We'll apply all the knowledge from the lectures in this section to write a deep neural network. The problem we've chosen is referred to as the "Hello World" of deep learning because for most students it is the first deep learning algorithm they see.

The dataset is called MNIST and refers to handwritten digit recognition. You can find more about it on Yann LeCun's website (Director of AI Research, Facebook). He is one of the pioneers of what we've been talking about and of more complex approaches that are widely used today, such as covolutional neural networks (CNNs). 

The dataset provides 70,000 images (28x28 pixels) of handwritten digits (1 digit per image). 

The goal is to write an algorithm that detects which digit is written. Since there are only 10 digits (0, 1, 2, 3, 4, 5, 6, 7, 8, 9), this is a classification problem with 10 classes. 

Our goal would be to build a neural network with 2 hidden layers.

## Import the relevant packages

In [1]:
import numpy as np
import tensorflow as tf

import tensorflow_datasets

## Data

That's where we load and preprocess our data.

In [2]:
mnist_dataset, mnist_info = tensorflow_datasets.load(name='mnist', with_info=True, as_supervised=True)

## Preprocessing

In [3]:
mnist_train, mnist_test = mnist_dataset['train'], mnist_dataset['test']

n_validation_samples = tf.cast(0.1 * mnist_info.splits['train'].num_examples, tf.int64)
n_test_samples = tf.cast(mnist_info.splits['test'].num_examples, tf.int64)

# Scale the image values from 0-255 to 0-1 taking advantage of the map function
def scale(img, label):
    img = tf.cast(img, tf.float32)
    img /= 255.
    return img, label
scaled_train_data = mnist_train.map(scale)
scaled_test_data = mnist_test.map(scale)

# Shuffle the data
BUFFER_SZ = 10000
shuffled_train_data = scaled_train_data.shuffle(BUFFER_SZ)
validation_data = shuffled_train_data.take(n_validation_samples)
train_data = shuffled_train_data.skip(n_validation_samples)
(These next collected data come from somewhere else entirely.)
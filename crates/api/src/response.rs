//! Shared response envelope types for API handlers.
//!
//! Reads answer `{ "data": ... }`; writes answer `{ "message": ..., "data": ... }`.

use serde::Serialize;

/// Standard `{ "data": T }` response envelope.
#[derive(Debug, Serialize)]
pub struct DataResponse<T: Serialize> {
    pub data: T,
}

/// `{ "message": ..., "data": T }` envelope returned by create, update and delete.
#[derive(Debug, Serialize)]
pub struct MessageResponse<T: Serialize> {
    pub message: String,
    pub data: T,
}

/// Bare `{ "message": ... }` acknowledgement.
#[derive(Debug, Serialize)]
pub struct MessageOnly {
    pub message: String,
}
//! Work (portfolio case) model and DTOs.

use counsel_core::blob_store::BlobRefs;
use counsel_core::types::DbId;
use counsel_core::validation::Patch;
use serde::{Deserialize, Serialize};
use sqlx::FromRow;
use validator::Validate;

/// A row from the `works` table.
#[derive(Debug, Clone, FromRow, Serialize)]
pub struct Work {
    pub id: DbId,
    pub title: String,
    pub category: String,
    pub image: String,
    pub description: String,
}

#[derive(Debug, Clone, Deserialize, Validate)]
#[serde(deny_unknown_fields)]
pub struct CreateWork {
    #[validate(length(min = 1, message = "must not be empty"))]
    pub title: String,
    #[validate(length(min = 1, message = "must not be empty"))]
    pub category: String,
    #[validate(length(min = 1, message = "must not be empty"))]
    pub image: String,
    #[validate(length(min = 1, message = "must not be empty"))]
    pub description: String,
}

#[derive(Debug, Clone, Default, Deserialize, Validate)]
#[serde(deny_unknown_fields)]
pub struct UpdateWork {
    #[validate(length(min = 1, message = "must not be empty"))]
    pub title: Option<String>,
    #[validate(length(min = 1, message = "must not be empty"))]
    pub category: Option<String>,
    #[validate(length(min = 1, message = "must not be empty"))]
    pub image: Option<String>,
    #[validate(length(min = 1, message = "must not be empty"))]
    pub description: Option<String>,
}

impl BlobRefs for CreateWork {
    fn blob_refs(&self) -> Vec<&str> {
        vec![self.image.as_str()]
    }
}

impl BlobRefs for UpdateWork {
    fn blob_refs(&self) -> Vec<&str> {
        self.image.as_deref().into_iter().collect()
    }
}

impl Patch for UpdateWork {
    fn is_empty(&self) -> bool {
        self.title.is_none()
            && self.category.is_none()
            && self.image.is_none()
            && self.description.is_none()
    }
}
# Separate into batches to use Mini-batch Gradient Descent
BATCH_SIZE = 100
train_data = train_data.batch(BATCH_SIZE)
validation_data = validation_data.batch(n_validation_samples)
test_data = scaled_test_data.batch(n_test_samples)

validation_inputs, validation_targets = next(iter(validation_data))

## Model

Outline

In [4]:
input_sz = 28*28
output_sz = 10
hidden_layer_sz = 100

model = tf.keras.Sequential([
    tf.keras.layers.Flatten(input_shape=(28, 28, 1)),
    tf.keras.layers.Dense(hidden_layer_sz, activation='relu'),
    tf.keras.layers.Dense(hidden_layer_sz, activation='relu'),
    tf.keras.layers.Dense(output_sz, activation='softmax')
])

Optimizer and Loss function

In [5]:
model.compile(optimizer='adam', loss='sparse_categorical_crossentropy', metrics=['accuracy'])

Training

In [6]:
N_EPOCHS = 5

model.fit(train_data, epochs = N_EPOCHS, validation_data=(validation_inputs, validation_targets), verbose=2)

Epoch 1/5


540/540 - 15s - loss: 0.3273 - accuracy: 0.9067 - val_loss: 0.1571 - val_accuracy: 0.9550 - 15s/epoch - 28ms/step
Epoch 2/5
540/540 - 7s - loss: 0.1365 - accuracy: 0.9598 - val_loss: 0.1041 - val_accuracy: 0.9718 - 7s/epoch - 13ms/step
Epoch 3/5
540/540 - 7s - loss: 0.0962 - accuracy: 0.9703 - val_loss: 0.0883 - val_accuracy: 0.9752 - 7s/epoch - 13ms/step
Epoch 4/5
540/540 - 8s - loss: 0.0745 - accuracy: 0.9777 - val_loss: 0.0669 - val_accuracy: 0.9812 - 8s/epoch - 14ms/step
Epoch 5/5
540/540 - 7s - loss: 0.0591 - accuracy: 0.9816 - val_loss: 0.0636 - val_accuracy: 0.9817 - 7s/epoch - 13ms/step


<keras.src.callbacks.History at 0x1741bf370d0>

Testing

In [7]:
test_loss, test_accuracy = model.evaluate(test_data)

print(f'Test loss: {test_loss:.2f}\nTest accuracy: {test_accuracy*100:.2f}%')

Test loss: 0.09
Test accuracy: 97.40%